--- SOURCE INFORMATION ---

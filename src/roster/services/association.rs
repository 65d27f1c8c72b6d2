//! Association invariant enforcement between tasks and users.
//!
//! These functions are the only writers of `Task::assigned_user`,
//! `Task::assigned_user_name`, and `User::pending_tasks`. They work on
//! records inside an open [`UnitOfWork`] and never commit on their own; the
//! lifecycle services compose them into whole transitions.

use super::{
    error::{RosterError, RosterResult},
    transaction::UnitOfWork,
};
use crate::roster::domain::{Task, TaskId, UNASSIGNED_USER_NAME, User, UserId};

/// Removes `task` from `user`'s pending list.
///
/// A user that does not reference the task is left untouched and nothing is
/// written.
pub(crate) fn detach_from_user(
    unit: &mut UnitOfWork<'_>,
    user: UserId,
    task: TaskId,
) -> RosterResult<()> {
    let mut record = unit.load_user(user)?;
    if record.remove_pending(task) {
        unit.save_user(&record)?;
    }
    Ok(())
}

/// Appends `task` to `user`'s pending list and returns the updated user.
///
/// Completed tasks never enter a pending list.
pub(crate) fn attach_to_user(
    unit: &mut UnitOfWork<'_>,
    user: UserId,
    task: &Task,
) -> RosterResult<User> {
    if task.is_completed() {
        return Err(RosterError::TaskAlreadyCompleted(task.id()));
    }
    let mut record = unit.load_user(user)?;
    record.push_pending(task.id());
    unit.save_user(&record)?;
    Ok(record)
}

/// Moves `task` to the end of `user`'s pending list, leaving one occurrence.
pub(crate) fn reattach_to_user(
    unit: &mut UnitOfWork<'_>,
    user: UserId,
    task: &Task,
) -> RosterResult<User> {
    if task.is_completed() {
        return Err(RosterError::TaskAlreadyCompleted(task.id()));
    }
    let mut record = unit.load_user(user)?;
    record.remove_pending(task.id());
    record.push_pending(task.id());
    unit.save_user(&record)?;
    Ok(record)
}

/// Copies the user's name onto the task, or the unassigned sentinel.
pub(crate) fn sync_assigned_name(task: &mut Task, user: Option<&User>) {
    match user {
        Some(record) => task.set_assigned_user_name(record.name().as_str()),
        None => task.set_assigned_user_name(UNASSIGNED_USER_NAME),
    }
}

/// Points the task at `user` and syncs the denormalized name.
pub(crate) fn assign(task: &mut Task, user: &User) {
    task.set_assigned_user(user.id());
    sync_assigned_name(task, Some(user));
}

/// Clears the task's assignee and resets its name to the sentinel.
pub(crate) fn release(task: &mut Task) {
    task.release();
}

/// Builds the assignment of `task_id` to `owner`, as one element of a
/// pending-list replacement.
///
/// The task is detached from any other user that still lists it, pointed
/// at `owner`, and written. The owner's own list is not touched; the caller
/// sets it verbatim.
pub(crate) fn claim_for(
    unit: &mut UnitOfWork<'_>,
    owner: &User,
    task_id: TaskId,
) -> RosterResult<()> {
    let mut task = unit.load_task(task_id)?;
    if task.is_completed() {
        return Err(RosterError::TaskAlreadyCompleted(task_id));
    }
    if let Some(previous) = task.assigned_user().filter(|previous| *previous != owner.id()) {
        detach_from_user(unit, previous, task_id)?;
    }
    assign(&mut task, owner);
    unit.save_task(&task)
}

/// Replaces `owner`'s pending list with `pending_tasks`.
///
/// Every task on the old list is released and written, then every task on
/// the new list is claimed and written, so a task on both lists is written
/// twice. Order and duplicates are kept. The owner is updated in place and
/// left for the caller to save.
pub(crate) fn replace_pending_list(
    unit: &mut UnitOfWork<'_>,
    owner: &mut User,
    pending_tasks: Vec<TaskId>,
) -> RosterResult<()> {
    for task_id in owner.replace_pending(Vec::new()) {
        let mut task = unit.load_task(task_id)?;
        if task.is_completed() {
            return Err(RosterError::TaskAlreadyCompleted(task_id));
        }
        release(&mut task);
        unit.save_task(&task)?;
    }
    for task_id in &pending_tasks {
        claim_for(unit, owner, *task_id)?;
    }
    owner.replace_pending(pending_tasks);
    Ok(())
}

---

EXERCISE AIM = Repeat each of the entries exactly.

SOLUTION FOR THIS TASK =
filename src/roster/services/association.rs
repository 65d27f1c8c72b6d2
//! Association invariant enforcement between tasks and users.
//!
//! These functions are the only writers of `Task::assigned_user`,
//! `Task::assigned_user_name`, and `User::pending_tasks`. They work on
//! records inside an open [`UnitOfWork`] and never commit on their own; the
//! lifecycle services compose them into whole transitions.

use super::{
    error::{RosterError, RosterResult},
    transaction::UnitOfWork,
};
use crate::roster::domain::{Task, TaskId, UNASSIGNED_USER_NAME, User, UserId};

/// Removes `task` from `user`'s pending list.
///
/// A user that does not reference the task is left untouched and nothing is
/// written.
pub(crate) fn detach_from_user(
    unit: &mut UnitOfWork<'_>,
    user: UserId,
    task: TaskId,
) -> RosterResult<()> {
    let mut record = unit.load_user(user)?;
    if record.remove_pending(task) {
        unit.save_user(&record)?;
    }
    Ok(())
}

/// Appends `task` to `user`'s pending list and returns the updated user.
///
/// Completed tasks never enter a pending list.
pub(crate) fn attach_to_user(
    unit: &mut UnitOfWork<'_>,
    user: UserId,
    task: &Task,
) -> RosterResult<User> {
    if task.is_completed() {
        return Err(RosterError::TaskAlreadyCompleted(task.id()));
    }
    let mut record = unit.load_user(user)?;
    record.push_pending(task.id());
    unit.save_user(&record)?;
    Ok(record)
}

/// Moves `task` to the end of `user`'s pending list, leaving one occurrence.
pub(crate) fn reattach_to_user(
    unit: &mut UnitOfWork<'_>,
    user: UserId,
    task: &Task,
) -> RosterResult<User> {
    if task.is_completed() {
        return Err(RosterError::TaskAlreadyCompleted(task.id()));
    }
    let mut record = unit.load_user(user)?;
    record.remove_pending(task.id());
    record.push_pending(task.id());
    unit.save_user(&record)?;
    Ok(record)
}

/// Copies the user's name onto the task, or the unassigned sentinel.
pub(crate) fn sync_assigned_name(task: &mut Task, user: Option<&User>) {
    match user {
        Some(record) => task.set_assigned_user_name(record.name().as_str()),
        None => task.set_assigned_user_name(UNASSIGNED_USER_NAME),
    }
}

/// Points the task at `user` and syncs the denormalized name.
pub(crate) fn assign(task: &mut Task, user: &User) {
    task.set_assigned_user(user.id());
    sync_assigned_name(task, Some(user));
}

/// Clears the task's assignee and resets its name to the sentinel.
pub(crate) fn release(task: &mut Task) {
    task.release();
}

/// Builds the assignment of `task_id` to `owner`, as one element of a
/// pending-list replacement.
///
/// The task is detached from any other user that still lists it, pointed
/// at `owner`, and written. The owner's own list is not touched; the caller
/// sets it verbatim.
pub(crate) fn claim_for(
    unit: &mut UnitOfWork<'_>,
    owner: &User,
    task_id: TaskId,
) -> RosterResult<()> {
    let mut task = unit.load_task(task_id)?;
    if task.is_completed() {
        return Err(RosterError::TaskAlreadyCompleted(task_id));
    }
    if let Some(previous) = task.assigned_user().filter(|previous| *previous != owner.id()) {
        detach_from_user(unit, previous, task_id)?;
    }
    assign(&mut task, owner);
    unit.save_task(&task)
}

/// Replaces `owner`'s pending list with `pending_tasks`.
///
/// Every task on the old list is released and written, then every task on
/// the new list is claimed and written, so a task on both lists is written
/// twice. Order and duplicates are kept. The owner is updated in place and
/// left for the caller to save.
pub(crate) fn replace_pending_list(
    unit: &mut UnitOfWork<'_>,
    owner: &mut User,
    pending_tasks: Vec<TaskId>,
) -> RosterResult<()> {
    for task_id in owner.replace_pending(Vec::new()) {
        let mut task = unit.load_task(task_id)?;
        if task.is_completed() {
            return Err(RosterError::TaskAlreadyCompleted(task_id));
        }
        release(&mut task);
        unit.save_task(&task)?;
    }
    for task_id in &pending_tasks {
        claim_for(unit, owner, *task_id)?;
    }
    owner.replace_pending(pending_tasks);
    Ok(())
}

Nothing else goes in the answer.